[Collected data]
# # # # #
impl WorkItemManager {
    /// Create manager with default configuration and no external value sources
    #[must_use]
    pub fn new(
        data_provider: Arc<dyn DataProvider>,
        descriptor_provider: Arc<dyn DescriptorProvider>,
    ) -> Self {
        Self::builder(data_provider, descriptor_provider).build()
    }

    /// Start building a manager
    #[must_use]
    pub fn builder(
        data_provider: Arc<dyn DataProvider>,
        descriptor_provider: Arc<dyn DescriptorProvider>,
    ) -> WorkItemManagerBuilder {
        WorkItemManagerBuilder {
            data_provider,
            descriptor_provider,
            config: WorkItemsConfig::default(),
            value_resolver: None,
            registry: ValidatorRegistry::with_defaults(),
        }
    }

    /// Descriptor cache
    #[inline]
    #[must_use]
    pub fn descriptor_manager(&self) -> &DescriptorManager {
        &self.descriptors
    }

    /// Validation pipeline
    #[inline]
    #[must_use]
    pub fn validation_manager(&self) -> &ValidationManager {
        &self.validation
    }

    /// Active configuration
    #[inline]
    #[must_use]
    pub fn config(&self) -> &WorkItemsConfig {
        &self.config
    }

    /// Unpersisted work item filled with initial values
    ///
    /// Unknown types yield an item without properties.
    ///
    /// # Errors
    /// - `WorkItemError::InvalidArgument` if an argument is blank
    /// - `WorkItemError::Descriptor` if descriptors cannot be loaded
    pub async fn create_template(
        &self,
        project_code: &str,
        work_item_type: &str,
    ) -> WorkItemResult<WorkItem> {
        require("project_code", project_code)?;
        require("work_item_type", work_item_type)?;

        self.init().await?;

        let properties: Vec<Property> = self
            .descriptors
            .get_all_property_descriptors(work_item_type)
            .unwrap_or_default()
            .iter()
            .map(|pd| {
                Property::new(
                    pd.name.clone(),
                    pd.data_type.clone(),
                    pd.initial_value.clone().unwrap_or_default(),
                )
            })
            .collect();

        Ok(WorkItem::new(
            project_code,
            self.config.new_item_id.clone(),
            work_item_type,
            properties,
            Vec::new(),
        ))
    }

    /// Validate and persist a new work item
    ///
    /// An empty property list is an unsuccessful no-op: nothing is
    /// allocated or saved and no errors are reported.
    ///
    /// # Errors
    /// - `WorkItemError::InvalidArgument` if an argument is blank
    /// - `WorkItemError::NotPermitted` if the data provider disallows writes
    /// - `WorkItemError::Provider` / `WorkItemError::Timeout` on collaborator failure
    pub async fn create(
        &self,
        project_code: &str,
        work_item_type: &str,
        properties: &[Property],
    ) -> WorkItemResult<WorkItemCreatedResult> {
        require("project_code", project_code)?;
        require("work_item_type", work_item_type)?;
        self.require_write()?;

        self.init().await?;

        if properties.is_empty() {
            return Ok(WorkItemCreatedResult {
                success: false,
                created_work_item: None,
                errors: Vec::new(),
            });
        }

        let id = self
            .call("next_number", self.data_provider.next_number(project_code))
            .await?
            .to_string();

        let work_item = WorkItem::new(
            project_code,
            id,
            work_item_type,
            properties.iter().cloned(),
            Vec::new(),
        );

        let changes: Vec<PropertyChange> = work_item
            .properties()
            .filter(|p| p.value != EMPTY_VALUE)
            .map(|p| PropertyChange::new(p.name.clone(), EMPTY_VALUE, p.value.clone()))
            .collect();
        tracing::debug!(
            "Create {}/{} with {} changes",
            project_code,
            work_item.id(),
            changes.len()
        );

        let errors = self.validation.validate(&work_item, &changes, Operation::Create).await;
        if !errors.is_empty() {
            tracing::warn!(
                "Rejected create of {}/{}: {} validation errors",
                project_code,
                work_item.id(),
                errors.len()
            );
            return Ok(WorkItemCreatedResult {
                success: false,
                created_work_item: Some(work_item),
                errors,
            });
        }

        self.call("save_new", self.data_provider.save_new(&work_item)).await?;
        tracing::info!(
            "Created work item {}/{} of type {}",
            project_code,
            work_item.id(),
            work_item_type
        );

        Ok(WorkItemCreatedResult {
            success: true,
            created_work_item: Some(work_item),
            errors: Vec::new(),
        })
    }

    /// Fetch a work item, `None` when absent
    ///
    /// # Errors
    /// - `WorkItemError::InvalidArgument` if an argument is blank
    /// - `WorkItemError::NotPermitted` if the data provider disallows reads
    /// - `WorkItemError::Provider` / `WorkItemError::Timeout` on collaborator failure
    pub async fn get(&self, project_code: &str, id: &str) -> WorkItemResult<Option<WorkItem>> {
        require("project_code", project_code)?;
        require("id", id)?;
        self.require_read()?;

        self.init().await?;

        self.call("get", self.data_provider.get(project_code, id)).await
    }

    /// Apply property values to an existing work item
    ///
    /// Only properties already on the item change. One log entry is
    /// appended even when nothing changed.
    ///
    /// # Errors
    /// - `WorkItemError::InvalidArgument` if an argument is blank
    /// - `WorkItemError::NotPermitted` if the data provider disallows writes or reads
    /// - `WorkItemError::Provider` / `WorkItemError::Timeout` on collaborator failure
    pub async fn update(
        &self,
        project_code: &str,
        id: &str,
        properties: &[Property],
    ) -> WorkItemResult<WorkItemUpdatedResult> {
        require("project_code", project_code)?;
        require("id", id)?;
        self.require_write()?;

        let Some(current) = self.get(project_code, id).await? else {
            return Ok(WorkItemUpdatedResult::rejected(not_found(project_code, id)));
        };

        let (next, changes) = current.apply(properties);
        tracing::debug!("Update {}/{} with {} changes", project_code, id, changes.len());

        let entry = LogEntry::new(
            Utc::now(),
            self.config.actor.clone(),
            self.config.update_log_entry_type.clone(),
            changes.clone(),
        );
        let next = next.with_log_entry(entry);

        self.persist_update(next, &changes, Operation::Update).await
    }

    /// Run a workflow command on an existing work item
    ///
    /// The command must be offered by a stage the item is currently in.
    ///
    /// # Errors
    /// - `WorkItemError::InvalidArgument` if an argument is blank
    /// - `WorkItemError::NotPermitted` if the data provider disallows writes or reads
    /// - `WorkItemError::Provider` / `WorkItemError::Timeout` on collaborator failure
    pub async fn execute_command(
        &self,
        project_code: &str,
        id: &str,
        command_name: &str,
    ) -> WorkItemResult<WorkItemUpdatedResult> {
        require("project_code", project_code)?;
        require("id", id)?;
        require("command_name", command_name)?;
        self.require_write()?;

        let Some(current) = self.get(project_code, id).await? else {
            return Ok(WorkItemUpdatedResult::rejected(not_found(project_code, id)));
        };

        let command = self
            .descriptors
            .available_commands(&current)
            .into_iter()
            .find(|c| c.name() == command_name)
            .cloned();

        let Some(command) = command else {
            tracing::warn!("Command '{}' not available for {}/{}", command_name, project_code, id);
            return Ok(WorkItemUpdatedResult::rejected(ErrorMessage::new(
                SOURCE,
                COMMAND_UNAVAILABLE,
                format!(
                    "The command '{command_name}' is not available for the work item \
                     with id '{id}' in project '{project_code}'."
                ),
                project_code,
                id,
                "",
            )));
        };

        let (next, changes) = match &command {
            CommandDescriptor::ChangePropertyValue { property, value, .. } => {
                let data_type = current
                    .property(property)
                    .map(|p| p.data_type.clone())
                    .unwrap_or_default();
                current.apply(&[Property::new(property.clone(), data_type, value.clone())])
            }
        };

        let entry = LogEntry::new(
            Utc::now(),
            self.config.actor.clone(),
            command.name(),
            changes.clone(),
        );
        let next = next.with_log_entry(entry);

        self.persist_update(next, &changes, Operation::Command).await
    }

    /// Commands currently offered to a work item, empty when it is absent
    ///
    /// # Errors
    /// - `WorkItemError::InvalidArgument` if an argument is blank
    /// - `WorkItemError::NotPermitted` if the data provider disallows reads
    /// - `WorkItemError::Provider` / `WorkItemError::Timeout` on collaborator failure
    pub async fn available_commands(
        &self,
        project_code: &str,
        id: &str,
    ) -> WorkItemResult<Vec<CommandDescriptor>> {
        Ok(self
            .get(project_code, id)
            .await?
            .map(|item| {
                self.descriptors
                    .available_commands(&item)
                    .into_iter()
                    .cloned()
                    .collect()
            })
            .unwrap_or_default())
    }

    async fn persist_update(
        &self,
        next: WorkItem,
        changes: &[PropertyChange],
        operation: Operation,
    ) -> WorkItemResult<WorkItemUpdatedResult> {
        let errors = self.validation.validate(&next, changes, operation).await;
        if !errors.is_empty() {
            tracing::warn!(
                "Rejected {:?} of {}/{}: {} validation errors",
                operation,
                next.project_code(),
                next.id(),
                errors.len()
            );
            return Ok(WorkItemUpdatedResult {
                success: false,
                updated_work_item: Some(next),
                errors,
            });
        }

        self.call("save_updated", self.data_provider.save_updated(&next)).await?;
        tracing::info!(
            "Updated work item {}/{} ({} changes)",
            next.project_code(),
            next.id(),
            changes.len()
        );

        Ok(WorkItemUpdatedResult {
            success: true,
            updated_work_item: Some(next),
            errors: Vec::new(),
        })
    }

    async fn init(&self) -> WorkItemResult<()> {
        if self.descriptors.is_loaded() {
            return Ok(());
        }
        self.call("load_descriptors", self.descriptors.load_all()).await
    }

    fn require_read(&self) -> WorkItemResult<()> {
        if self.data_provider.can_read() {
            Ok(())
        } else {
            Err(WorkItemError::NotPermitted { operation: "read" })
        }
    }

    fn require_write(&self) -> WorkItemResult<()> {
        if self.data_provider.can_write() {
            Ok(())
        } else {
            Err(WorkItemError::NotPermitted { operation: "write" })
        }
    }

    /// Await a collaborator call under the configured timeout
    async fn call<T, E>(
        &self,
        operation: &'static str,
        call: impl Future<Output = Result<T, E>>,
    ) -> WorkItemResult<T>
    where
        E: Into<WorkItemError>,
    {
        let Some(limit) = self.config.provider_timeout() else {
            return call.await.map_err(Into::into);
        };

        match tokio::time::timeout(limit, call).await {
            Ok(result) => result.map_err(Into::into),
            Err(_) => {
                tracing::warn!("{} timed out after {:?}", operation, limit);
                Err(WorkItemError::Timeout {
                    operation,
                    timeout_ms: self.config.provider_timeout_ms.unwrap_or_default(),
                })
            }
        }
    }
}

impl fmt::Debug for WorkItemManager {
    fn fmt(&self, f: &mut fmt::Formatter<'_>) -> fmt::Result {
        f.debug_struct("WorkItemManager")
            .field("descriptors", &self.descriptors)
            .field("config", &self.config)
            .finish_non_exhaustive()
    }
}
# # # # #
State the number of lines above that contain "NotPermitted". Write nothing besides it.

[Output]
7